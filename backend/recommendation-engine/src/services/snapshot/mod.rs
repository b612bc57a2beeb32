// ============================================
// Data Snapshot (資料快照)
// ============================================
//
// Immutable derived data for one version of ratings + items:
// interaction matrix, feature vectors, validated catalog and the
// user-pair similarity memo. Shared read-only behind Arc; a new
// version is fully built before it is swapped into the cache.

use crate::error::RejectedRecord;
use crate::models::{ItemId, ItemRecord, RatingRecord, UserId, UserPreferences};
use crate::services::features::{FeatureVectorizer, ItemFeatures};
use crate::services::matrix::InteractionMatrix;
use crate::services::similarity::{SimilarityCache, SimilarityEngine};
use anyhow::Result;
use chrono::{DateTime, Utc};
use std::collections::hash_map::DefaultHasher;
use std::collections::{BTreeMap, HashMap};
use std::hash::{Hash, Hasher};
use std::sync::{Arc, PoisonError, RwLock};
use tracing::{debug, info};

/// Supplies raw rows to the engine. Implemented by the persistence layer.
pub trait CatalogSource: Send + Sync {
    fn load_ratings(&self) -> Result<Vec<RatingRecord>>;
    fn load_items(&self) -> Result<Vec<ItemRecord>>;
    fn load_user_preferences(&self, user_id: UserId) -> Result<UserPreferences>;
}

/// CatalogSource over in-memory collections
#[derive(Debug, Clone, Default)]
pub struct InMemoryCatalog {
    ratings: Vec<RatingRecord>,
    items: Vec<ItemRecord>,
    preferences: HashMap<UserId, UserPreferences>,
}

impl InMemoryCatalog {
    pub fn new(ratings: Vec<RatingRecord>, items: Vec<ItemRecord>) -> Self {
        Self {
            ratings,
            items,
            preferences: HashMap::new(),
        }
    }

    pub fn with_preferences(mut self, user_id: UserId, preferences: UserPreferences) -> Self {
        self.preferences.insert(user_id, preferences);
        self
    }

    pub fn user_ids(&self) -> Vec<UserId> {
        let mut ids: Vec<UserId> = self
            .ratings
            .iter()
            .map(|r| r.user_id)
            .chain(self.preferences.keys().copied())
            .collect();
        ids.sort_unstable();
        ids.dedup();
        ids
    }
}

impl CatalogSource for InMemoryCatalog {
    fn load_ratings(&self) -> Result<Vec<RatingRecord>> {
        Ok(self.ratings.clone())
    }

    fn load_items(&self) -> Result<Vec<ItemRecord>> {
        Ok(self.items.clone())
    }

    fn load_user_preferences(&self, user_id: UserId) -> Result<UserPreferences> {
        Ok(self.preferences.get(&user_id).cloned().unwrap_or_default())
    }
}

/// Content fingerprint of the raw rows; equal rows give equal fingerprints.
pub fn fingerprint(ratings: &[RatingRecord], items: &[ItemRecord]) -> u64 {
    let mut hasher = DefaultHasher::new();

    ratings.len().hash(&mut hasher);
    for r in ratings {
        r.user_id.hash(&mut hasher);
        r.item_id.hash(&mut hasher);
        r.value.hash(&mut hasher);
        r.timestamp.timestamp_micros().hash(&mut hasher);
    }

    items.len().hash(&mut hasher);
    for item in items {
        item.item_id.hash(&mut hasher);
        item.name.hash(&mut hasher);
        item.category.hash(&mut hasher);
        item.popularity.to_bits().hash(&mut hasher);
        item.is_active.hash(&mut hasher);
        serde_json::to_string(&item.features)
            .unwrap_or_default()
            .hash(&mut hasher);
    }

    hasher.finish()
}

#[derive(Debug)]
pub struct Snapshot {
    pub version: u64,
    pub built_at: DateTime<Utc>,
    pub matrix: InteractionMatrix,
    pub features: ItemFeatures,
    catalog: BTreeMap<ItemId, ItemRecord>,
    similarity_cache: SimilarityCache,
    /// Input rows rejected while building
    pub diagnostics: Vec<RejectedRecord>,
}

impl Snapshot {
    pub fn build(ratings: &[RatingRecord], items: &[ItemRecord]) -> Self {
        let version = fingerprint(ratings, items);
        let matrix_report = InteractionMatrix::build(ratings);

        let vectorizer = FeatureVectorizer::new();
        let (accepted, rejected_items) = vectorizer.accept(items);
        let features = vectorizer.vectorize(&accepted);
        let catalog = accepted
            .into_iter()
            .map(|item| (item.item_id, item.clone()))
            .collect::<BTreeMap<_, _>>();

        let mut diagnostics = matrix_report.rejected;
        diagnostics.extend(rejected_items);

        info!(
            version,
            users = matrix_report.value.num_users(),
            items = catalog.len(),
            ratings = matrix_report.value.len(),
            rejected = diagnostics.len(),
            "Snapshot built"
        );

        Self {
            version,
            built_at: Utc::now(),
            matrix: matrix_report.value,
            features,
            catalog,
            similarity_cache: SimilarityCache::new(),
            diagnostics,
        }
    }

    pub fn similarity(&self) -> SimilarityEngine<'_> {
        SimilarityEngine::new(&self.matrix, &self.features, &self.similarity_cache)
    }

    pub fn similarity_cache(&self) -> &SimilarityCache {
        &self.similarity_cache
    }

    pub fn item(&self, item_id: ItemId) -> Option<&ItemRecord> {
        self.catalog.get(&item_id)
    }

    pub fn is_active(&self, item_id: ItemId) -> bool {
        self.item(item_id).is_some_and(|item| item.is_active)
    }

    /// Active catalog items in ItemId order
    pub fn active_items(&self) -> impl Iterator<Item = &ItemRecord> {
        self.catalog.values().filter(|item| item.is_active)
    }

    pub fn items(&self) -> impl Iterator<Item = &ItemRecord> {
        self.catalog.values()
    }

    pub fn has_active_items(&self) -> bool {
        self.active_items().next().is_some()
    }
}

/// Holds the latest snapshot; older versions are dropped on swap.
#[derive(Debug, Default)]
pub struct SnapshotCache {
    current: RwLock<Option<Arc<Snapshot>>>,
}

impl SnapshotCache {
    pub fn new() -> Self {
        Self::default()
    }

    pub fn current(&self) -> Option<Arc<Snapshot>> {
        self.current
            .read()
            .unwrap_or_else(PoisonError::into_inner)
            .clone()
    }

    /// Return the cached snapshot for these rows, building it on a fingerprint miss.
    pub fn get_or_build(&self, ratings: &[RatingRecord], items: &[ItemRecord]) -> Arc<Snapshot> {
        let version = fingerprint(ratings, items);

        if let Some(snapshot) = self.current().filter(|s| s.version == version) {
            debug!(version, "Snapshot cache hit");
            return snapshot;
        }

        debug!(version, "Snapshot cache miss");
        let snapshot = Arc::new(Snapshot::build(ratings, items));

        let mut current = self
            .current
            .write()
            .unwrap_or_else(PoisonError::into_inner);
        // Another request may have built the same version meanwhile
        if let Some(existing) = current.as_ref().filter(|s| s.version == version) {
            return Arc::clone(existing);
        }
        *current = Some(Arc::clone(&snapshot));
        snapshot
    }

    pub fn invalidate(&self) {
        let mut current = self
            .current
            .write()
            .unwrap_or_else(PoisonError::into_inner);
        if current.take().is_some() {
            info!("Snapshot cache invalidated");
        }
    }
}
= = = =
Give back each record, exactly as it reads.

filename backend/recommendation-engine/src/services/snapshot/mod.rs
repository b612bc57a2beeb32
// ============================================
// Data Snapshot (資料快照)
// ============================================
//
// Immutable derived data for one version of ratings + items:
// interaction matrix, feature vectors, validated catalog and the
// user-pair similarity memo. Shared read-only behind Arc; a new
// version is fully built before it is swapped into the cache.

use crate::error::RejectedRecord;
use crate::models::{ItemId, ItemRecord, RatingRecord, UserId, UserPreferences};
use crate::services::features::{FeatureVectorizer, ItemFeatures};
use crate::services::matrix::InteractionMatrix;
use crate::services::similarity::{SimilarityCache, SimilarityEngine};
use anyhow::Result;
use chrono::{DateTime, Utc};
use std::collections::hash_map::DefaultHasher;
use std::collections::{BTreeMap, HashMap};
use std::hash::{Hash, Hasher};
use std::sync::{Arc, PoisonError, RwLock};
use tracing::{debug, info};

/// Supplies raw rows to the engine. Implemented by the persistence layer.
pub trait CatalogSource: Send + Sync {
    fn load_ratings(&self) -> Result<Vec<RatingRecord>>;
    fn load_items(&self) -> Result<Vec<ItemRecord>>;
    fn load_user_preferences(&self, user_id: UserId) -> Result<UserPreferences>;
}

/// CatalogSource over in-memory collections
#[derive(Debug, Clone, Default)]
pub struct InMemoryCatalog {
    ratings: Vec<RatingRecord>,
    items: Vec<ItemRecord>,
    preferences: HashMap<UserId, UserPreferences>,
}

impl InMemoryCatalog {
    pub fn new(ratings: Vec<RatingRecord>, items: Vec<ItemRecord>) -> Self {
        Self {
            ratings,
            items,
            preferences: HashMap::new(),
        }
    }

    pub fn with_preferences(mut self, user_id: UserId, preferences: UserPreferences) -> Self {
        self.preferences.insert(user_id, preferences);
        self
    }

    pub fn user_ids(&self) -> Vec<UserId> {
        let mut ids: Vec<UserId> = self
            .ratings
            .iter()
            .map(|r| r.user_id)
            .chain(self.preferences.keys().copied())
            .collect();
        ids.sort_unstable();
        ids.dedup();
        ids
    }
}

impl CatalogSource for InMemoryCatalog {
    fn load_ratings(&self) -> Result<Vec<RatingRecord>> {
        Ok(self.ratings.clone())
    }

    fn load_items(&self) -> Result<Vec<ItemRecord>> {
        Ok(self.items.clone())
    }

    fn load_user_preferences(&self, user_id: UserId) -> Result<UserPreferences> {
        Ok(self.preferences.get(&user_id).cloned().unwrap_or_default())
    }
}

/// Content fingerprint of the raw rows; equal rows give equal fingerprints.
pub fn fingerprint(ratings: &[RatingRecord], items: &[ItemRecord]) -> u64 {
    let mut hasher = DefaultHasher::new();

    ratings.len().hash(&mut hasher);
    for r in ratings {
        r.user_id.hash(&mut hasher);
        r.item_id.hash(&mut hasher);
        r.value.hash(&mut hasher);
        r.timestamp.timestamp_micros().hash(&mut hasher);
    }

    items.len().hash(&mut hasher);
    for item in items {
        item.item_id.hash(&mut hasher);
        item.name.hash(&mut hasher);
        item.category.hash(&mut hasher);
        item.popularity.to_bits().hash(&mut hasher);
        item.is_active.hash(&mut hasher);
        serde_json::to_string(&item.features)
            .unwrap_or_default()
            .hash(&mut hasher);
    }

    hasher.finish()
}

#[derive(Debug)]
pub struct Snapshot {
    pub version: u64,
    pub built_at: DateTime<Utc>,
    pub matrix: InteractionMatrix,
    pub features: ItemFeatures,
    catalog: BTreeMap<ItemId, ItemRecord>,
    similarity_cache: SimilarityCache,
    /// Input rows rejected while building
    pub diagnostics: Vec<RejectedRecord>,
}

impl Snapshot {
    pub fn build(ratings: &[RatingRecord], items: &[ItemRecord]) -> Self {
        let version = fingerprint(ratings, items);
        let matrix_report = InteractionMatrix::build(ratings);

        let vectorizer = FeatureVectorizer::new();
        let (accepted, rejected_items) = vectorizer.accept(items);
        let features = vectorizer.vectorize(&accepted);
        let catalog = accepted
            .into_iter()
            .map(|item| (item.item_id, item.clone()))
            .collect::<BTreeMap<_, _>>();

        let mut diagnostics = matrix_report.rejected;
        diagnostics.extend(rejected_items);

        info!(
            version,
            users = matrix_report.value.num_users(),
            items = catalog.len(),
            ratings = matrix_report.value.len(),
            rejected = diagnostics.len(),
            "Snapshot built"
        );

        Self {
            version,
            built_at: Utc::now(),
            matrix: matrix_report.value,
            features,
            catalog,
            similarity_cache: SimilarityCache::new(),
            diagnostics,
        }
    }

    pub fn similarity(&self) -> SimilarityEngine<'_> {
        SimilarityEngine::new(&self.matrix, &self.features, &self.similarity_cache)
    }

    pub fn similarity_cache(&self) -> &SimilarityCache {
        &self.similarity_cache
    }

    pub fn item(&self, item_id: ItemId) -> Option<&ItemRecord> {
        self.catalog.get(&item_id)
    }

    pub fn is_active(&self, item_id: ItemId) -> bool {
        self.item(item_id).is_some_and(|item| item.is_active)
    }

    /// Active catalog items in ItemId order
    pub fn active_items(&self) -> impl Iterator<Item = &ItemRecord> {
        self.catalog.values().filter(|item| item.is_active)
    }

    pub fn items(&self) -> impl Iterator<Item = &ItemRecord> {
        self.catalog.values()
    }

    pub fn has_active_items(&self) -> bool {
        self.active_items().next().is_some()
    }
}

/// Holds the latest snapshot; older versions are dropped on swap.
#[derive(Debug, Default)]
pub struct SnapshotCache {
    current: RwLock<Option<Arc<Snapshot>>>,
}

impl SnapshotCache {
    pub fn new() -> Self {
        Self::default()
    }

    pub fn current(&self) -> Option<Arc<Snapshot>> {
        self.current
            .read()
            .unwrap_or_else(PoisonError::into_inner)
            .clone()
    }

    /// Return the cached snapshot for these rows, building it on a fingerprint miss.
    pub fn get_or_build(&self, ratings: &[RatingRecord], items: &[ItemRecord]) -> Arc<Snapshot> {
        let version = fingerprint(ratings, items);

        if let Some(snapshot) = self.current().filter(|s| s.version == version) {
            debug!(version, "Snapshot cache hit");
            return snapshot;
        }

        debug!(version, "Snapshot cache miss");
        let snapshot = Arc::new(Snapshot::build(ratings, items));

        let mut current = self
            .current
            .write()
            .unwrap_or_else(PoisonError::into_inner);
        // Another request may have built the same version meanwhile
        if let Some(existing) = current.as_ref().filter(|s| s.version == version) {
            return Arc::clone(existing);
        }
        *current = Some(Arc::clone(&snapshot));
        snapshot
    }

    pub fn invalidate(&self) {
        let mut current = self
            .current
            .write()
            .unwrap_or_else(PoisonError::into_inner);
        if current.take().is_some() {
            info!("Snapshot cache invalidated");
        }
    }
}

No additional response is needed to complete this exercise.